You can spend money in Adopt Me, though most things are accessible without doing so. The only way to spend money in Adopt Me is to buy more of the virtual currency in the game. Rare pet eggs, that may grant you the snow cat you've always wanted, cost more money. Some of them cost up to $1,000 of the virtual currency. You will earn money over time, just by raising your pet and fulfilling its whims, but you don't earn all that much. You'll also passively earn $20 of virtual currency every 20 minutes. You can absolutely earn your way to whatever reward you want without spending a cent of real money. That said, once you've watched another player ride across town on the back of a flying panda, it's hard not to want to just plunk down the cash that will take you there without the somewhat tedious process of raising a pet. 

Ling is also surprised that Adopt Me is as popular as it is, but he and the other leads of the studio hope they can spin this success into a studio that side steps some of the issues of traditional big budget game development, like crunch and burnout and issues with diversity in the workplace. Adopt Me is currently scaling up its studio, which now has over 30 employees, as a result of its success on Roblox.

"Most Roblox games are developed by solo developers or micro-teams. They're also typically developed by young people—teenagers or people in their early twenties," Ling said, noting that studios like his are the exception rather than the rule. 

"There are already plenty of stories on young Roblox developers crunching and burning out—if anything I'm worried that outside of studios like ours that are staffed by people with wider experience lots of Roblox devs are naive and will end up repeating the same mistakes," Ling continued. "I'm hoping Adopt Me and our studio can be one example of how to do your best to avoid those issues at least—though we are certainly not perfect."

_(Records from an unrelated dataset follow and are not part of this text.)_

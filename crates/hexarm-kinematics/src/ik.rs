//! 解析逆运动学
//!
//! 球腕 6-DOF 臂的闭式逆解：位置与姿态解耦 —— 先由目标位姿推出
//! 腕心位置解 `q1..q3`（平面三角形 + 余弦定理），再由
//! `R_3_6 = R_0_3ᵀ · R_0_6` 解腕角 `q4..q6`。
//!
//! # 腕型 F / NF
//!
//! 球腕有两组解，`q5` 符号相反、`q4`/`q6` 相差 180°。调用方指定
//! 首选腕型；若解出的腕角越界，自动翻转重算一次（仅一次，不做
//! 关节限位感知的分支搜索）。
//!
//! # 已知局限
//!
//! - `r33 ≈ ±1`（腕奇异）时 `q4` 与 `q6` 耦合，二者的拆分由浮点
//!   噪声决定；解仍通过范围校验，但具体数值不保证稳定。
//! - 肘部三角形的分支公式覆盖臂的前方工作空间；腕心落到基座柱
//!   后方或肩部下方大幅后仰区时会选到另一组肘解。

use crate::chain::{hom_inverse, DhChain};
use crate::error::KinematicsError;
use crate::joint::{Joint, JointArray};
use crate::pose::Pose;
use crate::units::{AngleRange, Deg};

/// 腕型：翻转 / 不翻转
#[derive(Debug, Clone, Copy, PartialEq, Eq)]
#[cfg_attr(feature = "serde", derive(serde::Serialize, serde::Deserialize))]
pub enum WristConfig {
    /// F：`q5 ≥ 0` 的一组解
    Flip,
    /// NF：`q5 ≤ 0` 的一组解
    NoFlip,
}

impl WristConfig {
    /// 另一组腕型
    pub const fn flipped(self) -> Self {
        match self {
            WristConfig::Flip => WristConfig::NoFlip,
            WristConfig::NoFlip => WristConfig::Flip,
        }
    }
}

impl std::fmt::Display for WristConfig {
    fn fmt(&self, f: &mut std::fmt::Formatter<'_>) -> std::fmt::Result {
        match self {
            WristConfig::Flip => write!(f, "F"),
            WristConfig::NoFlip => write!(f, "NF"),
        }
    }
}

/// 基座旋转角的全象限反正切（输出角度制，范围 `(-180°, 180°]`）
///
/// 在负 x 轴上有一条刻意保留的 ±180° 接缝；`x = 0` 固定给 −90°。
pub fn j1_angle(x: f64, y: f64) -> Deg {
    if x == 0.0 {
        Deg(-90.0)
    } else if x > 0.0 {
        Deg((y / x).atan().to_degrees())
    } else if y <= 0.0 {
        Deg(-180.0 + (y / x).atan().to_degrees())
    } else {
        Deg(180.0 + (y / x).atan().to_degrees())
    }
}

/// 余弦定理参数，越界视为目标不可达
fn checked_acos(value: f64, term: &'static str) -> Result<f64, KinematicsError> {
    if value.abs() > 1.0 + 1e-9 {
        return Err(KinematicsError::Unreachable { term, value });
    }
    Ok(value.clamp(-1.0, 1.0).acos().to_degrees())
}

impl DhChain {
    /// 逆运动学
    ///
    /// 返回六个关节角（角度制）。校验顺序：先按 `wrist` 解腕角，
    /// 任一腕角越界则翻转腕型重算一次，最后统一做六关节范围校验。
    pub fn inverse(
        &self,
        target: &Pose,
        wrist: WristConfig,
        ranges: &JointArray<AngleRange>,
    ) -> Result<JointArray<Deg>, KinematicsError> {
        let links = self.links();
        let d1 = links[0].d;
        let a1 = links[0].a;
        let a2 = links[1].a;
        let a3 = links[2].a;
        let d4 = links[3].d;
        let d6 = links[5].d;

        let t_0_6 = target.build() * hom_inverse(self.tool_frame());

        // 球腕腕心：从工具法兰沿 z6 退回 d6
        let wx = t_0_6[(0, 3)] - d6 * t_0_6[(0, 2)];
        let wy = t_0_6[(1, 3)] - d6 * t_0_6[(1, 2)];
        let wz = t_0_6[(2, 3)] - d6 * t_0_6[(2, 2)];

        let q1 = j1_angle(wx, wy);

        // 旋转 -q1，把腕心转进 J1 零位平面
        let (s1, c1) = (-q1.to_rad().0).sin_cos();
        let wx1 = c1 * wx - s1 * wy;

        let l1 = wx1 - a1;
        let l4 = wz - d1;
        let l2 = l1.hypot(l4);
        let l3 = a3.hypot(d4);

        let theta_b = l1.atan2(l4).to_degrees();
        let theta_c = checked_acos((a2 * a2 + l2 * l2 - l3 * l3) / (2.0 * a2 * l2), "shoulder")?;
        let theta_d = checked_acos((l3 * l3 + a2 * a2 - l2 * l2) / (2.0 * l3 * a2), "elbow")?;
        let theta_e = a3.atan2(d4).to_degrees();

        let q2 = if wx1 > a1 && l4 > 0.0 {
            theta_b - theta_c
        } else if wx1 > a1 {
            theta_b - theta_c + 180.0
        } else {
            -(theta_b + theta_c)
        };
        let q3 = -(theta_d + theta_e) + 90.0;

        let (q2, q3) = (Deg(q2), Deg(q3));

        // 腕角：R_3_6 = R_0_3ᵀ · R_0_6
        let t_0_3 = self.forward_arm(q1, q2, q3);
        let r_3_6 = hom_inverse(&t_0_3) * t_0_6;

        let mut wrist_angles = wrist_solution(&r_3_6, wrist);
        let wrist_in_range = [Joint::J4, Joint::J5, Joint::J6]
            .iter()
            .zip(wrist_angles.iter())
            .all(|(&joint, &angle)| ranges[joint].contains(angle));
        if !wrist_in_range {
            // 单次腕型翻转重试
            wrist_angles = wrist_solution(&r_3_6, wrist.flipped());
        }

        let [q4, q5, q6] = wrist_angles;
        let solution = JointArray::new([q1, q2, q3, q4, q5, q6]);
        solution.try_map(|joint, angle| {
            if ranges[joint].contains(angle) {
                Ok(angle)
            } else {
                Err(KinematicsError::OutOfRange {
                    joint,
                    angle,
                    range: ranges[joint],
                })
            }
        })
    }
}

/// 指定腕型下的 `q4/q5/q6`
fn wrist_solution(r_3_6: &nalgebra::Matrix4<f64>, wrist: WristConfig) -> [Deg; 3] {
    let r13 = r_3_6[(0, 2)];
    let r23 = r_3_6[(1, 2)];
    let r31 = r_3_6[(2, 0)];
    let r32 = r_3_6[(2, 1)];
    let r33 = r_3_6[(2, 2)];
    let s5 = (1.0 - r33 * r33).max(0.0).sqrt();

    let (q4, q5, q6) = match wrist {
        WristConfig::Flip => (
            r23.atan2(r13),
            s5.atan2(r33),
            r32.atan2(-r31),
        ),
        WristConfig::NoFlip => (
            (-r23).atan2(-r13),
            (-s5).atan2(r33),
            (-r32).atan2(r31),
        ),
    };
    [
        Deg(q4.to_degrees()),
        Deg(q5.to_degrees()),
        Deg(q6.to_degrees()),
    ]
}

#[cfg(test)]
mod tests {
    use super::*;

    fn ranges() -> JointArray<AngleRange> {
        JointArray::new([
            AngleRange::new(Deg(-170.0), Deg(170.0)),
            AngleRange::new(Deg(-42.0), Deg(90.0)),
            AngleRange::new(Deg(-89.0), Deg(52.0)),
            AngleRange::new(Deg(-165.0), Deg(165.0)),
            AngleRange::new(Deg(-105.0), Deg(105.0)),
            AngleRange::new(Deg(-155.0), Deg(155.0)),
        ])
    }

    fn assert_angles(actual: &JointArray<Deg>, expected: [f64; 6], tol: f64) {
        for (joint, angle) in Joint::ALL.iter().zip(actual.iter()) {
            assert!(
                (angle.0 - expected[joint.index()]).abs() < tol,
                "{}: {} vs {}",
                joint,
                angle.0,
                expected[joint.index()]
            );
        }
    }

    #[test]
    fn test_j1_angle_quadrants() {
        // S6 / S7 基准
        assert!((j1_angle(-113.262, 196.176).0 - 120.0).abs() < 1e-3);
        assert!((j1_angle(-39.335, -223.083).0 + 100.0).abs() < 1e-3);
        // x = 0 固定 -90
        assert_eq!(j1_angle(0.0, 100.0), Deg(-90.0));
        assert_eq!(j1_angle(0.0, -100.0), Deg(-90.0));
        // 第一象限
        assert!((j1_angle(100.0, 100.0).0 - 45.0).abs() < 1e-12);
    }

    #[test]
    fn test_ik_ready_pose() {
        // S4：工具垂直向下的备战位姿
        let chain = DhChain::hexarm();
        let target = Pose::new(292.328, 0.0, 441.0, Deg(180.0), Deg(0.0), Deg(180.0));
        let q = chain.inverse(&target, WristConfig::Flip, &ranges()).unwrap();
        assert_angles(&q, [0.0, 0.0, 0.0, 0.0, 90.0, 0.0], 1e-3);
    }

    #[test]
    fn test_ik_s5_pose() {
        let chain = DhChain::hexarm();
        let target = Pose::new(
            297.448,
            48.897,
            435.504,
            Deg(149.105),
            Deg(-9.278),
            Deg(174.709),
        );
        let q = chain.inverse(&target, WristConfig::Flip, &ranges()).unwrap();
        assert_angles(&q, [5.0, 2.0, 1.0, 32.0, 90.0, 12.0], 2e-2);
    }

    #[test]
    fn test_ik_inverts_fk() {
        let chain = DhChain::hexarm();
        let q = JointArray::new([
            Deg(-150.0),
            Deg(45.0),
            Deg(20.0),
            Deg(31.0),
            Deg(22.0),
            Deg(100.0),
        ]);
        let pose = chain.pose(&q);
        let solved = chain.inverse(&pose, WristConfig::Flip, &ranges()).unwrap();
        assert_angles(&solved, [-150.0, 45.0, 20.0, 31.0, 22.0, 100.0], 1e-6);
    }

    #[test]
    fn test_ik_wrist_flip_retry() {
        // 原始姿态 q5 < 0：F 腕型给出 q4 = ±180°，越界后自动翻转到 NF
        let chain = DhChain::hexarm();
        let q = JointArray::new([
            Deg(0.0),
            Deg(10.0),
            Deg(10.0),
            Deg(0.0),
            Deg(-30.0),
            Deg(0.0),
        ]);
        let pose = chain.pose(&q);
        let solved = chain.inverse(&pose, WristConfig::Flip, &ranges()).unwrap();
        assert_angles(&solved, [0.0, 10.0, 10.0, 0.0, -30.0, 0.0], 1e-6);
    }

    #[test]
    fn test_ik_unreachable_target() {
        let chain = DhChain::hexarm();
        let target = Pose::new(900.0, 0.0, 400.0, Deg(180.0), Deg(0.0), Deg(180.0));
        let result = chain.inverse(&target, WristConfig::Flip, &ranges());
        assert!(matches!(
            result,
            Err(KinematicsError::Unreachable { .. })
        ));
    }

    #[test]
    fn test_ik_out_of_range_after_flip() {
        // |q5| = 150° 超出 ±105° 范围；翻转后 q4 落在 ±180°，
        // 范围校验按 J1→J6 顺序首先在 J4 失败
        let chain = DhChain::hexarm();
        let q = JointArray::new([
            Deg(0.0),
            Deg(10.0),
            Deg(10.0),
            Deg(0.0),
            Deg(150.0),
            Deg(0.0),
        ]);
        let pose = chain.pose(&q);
        let result = chain.inverse(&pose, WristConfig::Flip, &ranges());
        assert!(matches!(
            result,
            Err(KinematicsError::OutOfRange {
                joint: Joint::J4,
                ..
            })
        ));
    }

    #[test]
    fn test_ik_base_rotation_only() {
        let chain = DhChain::hexarm();
        let q = JointArray::new([
            Deg(120.0),
            Deg(0.0),
            Deg(0.0),
            Deg(0.0),
            Deg(90.0),
            Deg(0.0),
        ]);
        let pose = chain.pose(&q);
        let solved = chain.inverse(&pose, WristConfig::Flip, &ranges()).unwrap();
        assert_angles(&solved, [120.0, 0.0, 0.0, 0.0, 90.0, 0.0], 1e-6);
    }
}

Taking my Adopt Me dog to school
Image: Adopt Me

That isn't to say that Roblox is completely without issues. Because you're stuck using the infrastructure that Roblox provides for making games, you don't have much control over the game's visuals. Roblox default to a Lego-esque aesthetic, where player characters look like the meeples that you use for board games, and if you aren't a fan of that as a developer you'll just have to get used to it. The revenue sharing model with Roblox also leaves something to be desired for Ling.

"Through the Developer Exchange program, Roblox takes around 78 percent cut of the revenue players spend in your games compared to 30 percent on Steam and the App store, or 18 percent on the Epic Games Store," Ling said.  "When I tell my more traditional dev friends this number they are shocked. We have a great relationship with Roblox and are thankful to be working alongside them to continue growing the platform, but I'd be lying if I said I didn't cringe a little when I look at the numbers and see that we only get ~23 percent  of the money our players are spending in our game."

It's undeniable, though, that Adopt Me is as popular as the biggest games that we've deemed cultural phenomena, and far outpaces the concurrent player figures for other games on Steam, like Fall Guys and Counter-Strike. We should be talking about it in the same breath as Fortnite. Or at the very least, taking a closer look at what's popular on Roblox. 

"It was a struggle to convince more traditionally-minded industry people that we were 'serious' despite having better numbers than many well-known studios," Ling said. "It's still a struggle now with all these big numbers."